A new way to understand trash
While at Stanford, Rosser reconnected with another mentor, Desiree LaBeaud, MD, a Stanford professor of pediatrics (infectious diseases), and a leading researcher on the interplay between arboviruses, the local environment, and climate change. They had previously collaborated while Rosser was in medical school at Emory University.
LaBeaud, who works extensively in Kenya, had discovered that certain types of trash provided an important breeding ground for the Aedes aegypti mosquito which spreads dengue, chikungunya, and other serious illnesses. LaBeaud and her Kenyan colleagues wanted to better understand the makeup and distribution of trash in Kenyan communities in order to inform prevention efforts.
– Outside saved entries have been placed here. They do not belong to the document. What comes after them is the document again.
//! The global attribute order handed to the join engine.
use crate::error::{OptimizerError, Result};
use catalog::{Attribute, Relation};
use itertools::Itertools;
use serde::{Serialize, Serializer};
use std::collections::{BTreeSet, HashMap};
use std::fmt;

/// Ordered sequence of attributes, with O(1) position lookup.
#[derive(Debug, Clone, PartialEq, Eq)]
pub struct TotalOrder {
    order: Vec<Attribute>,
    // first position of each attribute in `order`
    positions: HashMap<Attribute, usize>,
}

impl TotalOrder {
    pub fn new(order: Vec<Attribute>) -> Self {
        let mut positions = HashMap::with_capacity(order.len());
        for (pos, &attribute) in order.iter().enumerate() {
            positions.entry(attribute).or_insert(pos);
        }
        Self { order, positions }
    }

    /// Attributes in order.
    pub fn as_slice(&self) -> &[Attribute] {
        &self.order
    }

    pub fn iter(&self) -> impl Iterator<Item = &Attribute> {
        self.order.iter()
    }

    pub fn len(&self) -> usize {
        self.order.len()
    }

    pub fn is_empty(&self) -> bool {
        self.order.is_empty()
    }

    pub fn contains(&self, attribute: Attribute) -> bool {
        self.positions.contains_key(&attribute)
    }

    /// Zero-based position of `attribute`, if ordered.
    pub fn position(&self, attribute: Attribute) -> Option<usize> {
        self.positions.get(&attribute).copied()
    }

    /// The relation's attributes sorted by their position in this order.
    pub fn reorder(&self, relation: &Relation) -> Result<Vec<Attribute>> {
        let mut keyed = Vec::with_capacity(relation.arity());
        for &attribute in relation.attributes() {
            let pos = self
                .position(attribute)
                .ok_or_else(|| OptimizerError::AttributeNotOrdered {
                    relation: relation.label().to_string(),
                    attribute,
                })?;
            keyed.push((pos, attribute));
        }
        keyed.sort_unstable();
        Ok(keyed.into_iter().map(|(_, attribute)| attribute).collect())
    }

    /// Like [`TotalOrder::reorder`], but attributes missing from the order
    /// are placed after all ordered ones, ascending by id.
    pub fn reorder_lenient(&self, relation: &Relation) -> Vec<Attribute> {
        relation
            .attributes()
            .iter()
            .copied()
            .sorted_by_key(|&a| (self.position(a).unwrap_or(usize::MAX), a))
            .collect()
    }

    /// Compare this order against the universe it was computed for.
    pub fn coverage(&self, universe: &BTreeSet<Attribute>) -> Coverage {
        let missing = universe
            .iter()
            .copied()
            .filter(|a| !self.contains(*a))
            .collect();
        let duplicated = self
            .order
            .iter()
            .copied()
            .duplicates()
            .sorted()
            .collect();
        Coverage {
            missing,
            duplicated,
        }
    }
}

impl Serialize for TotalOrder {
    fn serialize<S: Serializer>(&self, serializer: S) -> std::result::Result<S::Ok, S::Error> {
        serializer.collect_seq(&self.order)
    }
}

impl fmt::Display for TotalOrder {
    fn fmt(&self, f: &mut fmt::Formatter<'_>) -> fmt::Result {
        write!(f, "[{}]", self.order.iter().join(", "))
    }
}

/// How well an order matches its universe.
#[derive(Debug, Clone, Default, PartialEq, Eq, Serialize)]
pub struct Coverage {
    /// Universe attributes absent from the order, ascending.
    pub missing: Vec<Attribute>,
    /// Attributes emitted more than once, ascending.
    pub duplicated: Vec<Attribute>,
}

impl Coverage {
    /// True if the order is a permutation of the universe.
    pub fn is_complete(&self) -> bool {
        self.missing.is_empty() && self.duplicated.is_empty()
    }
}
Rosser joined LaBeaud as a Global Health Equity Scholar, funded by the Fogarty International Center and hosted by CIGH. She designed a study to use professionally gathered drone footage and ground surveys of two Kenyan communities, Kisumu and Ukunda, to gain a deeper understanding of the types of trash found there and what they mean for disease risk. This method of mapping trash exposure and disease risk by drone could be useful in many other areas impacted by dengue, including Indonesia and Fiji, Rosser said.
This spring, Rosser spent two weeks walking through rural and urban Kenyan communities alongside local leaders and entomologists, analyzing every pile of trash they encountered, discussing their findings with local entomologists, and comparing the ground assessment to the drone images.
Through this experience, Rosser gained a new way of seeing and thinking about trash.
“Not all trash is created equal,” she said. “For instance, trash by the roadside often doesn’t present as great a risk because the water is more likely to evaporate or be trampled before becoming a breeding ground. Trash that was hidden away was more likely to hold stagnant water for mosquitoes to breed in.”
Now, Stanford students are assessing the data and classifying trash into higher and lower risk categories. Then, Rosser and her colleagues will analyze which areas are at greatest disease risk. Their work builds upon prior dengue research conducted by LaBeaud and colleagues in these communities.
Rosser and LaBeaud hope the findings can help communities in Kenya and beyond understand the risk associated with different types of trash and prioritize interventions such as trash cleanups and recycling.
A growing career
As Rosser moves into her new position as an Assistant Professor at Stanford, she maintains her longtime passion for conservation and ecology. Now, however, she also brings an avid interest in innovation and a deep commitment to working alongside communities most vulnerable to climate change to support their ability to adapt.
“Joelle’s compassionate, interdisciplinary, community-centered approach to addressing challenges around climate change and health illuminates the value of women’s leadership in tackling these complex and growing problems,” said LaBeaud.
Rosser credits the Global Health Seed Grant and Global Health Equity Scholars fellowship with helping shape and launch her career as a climate and health researcher.
Mentors like LaBeaud and Luby have shown her by example how to build strong collaborations across disciplines with international collaborators, she said.
“We’re all going to need to adapt, and we can learn a lot by helping communities that are impacted first,” she said.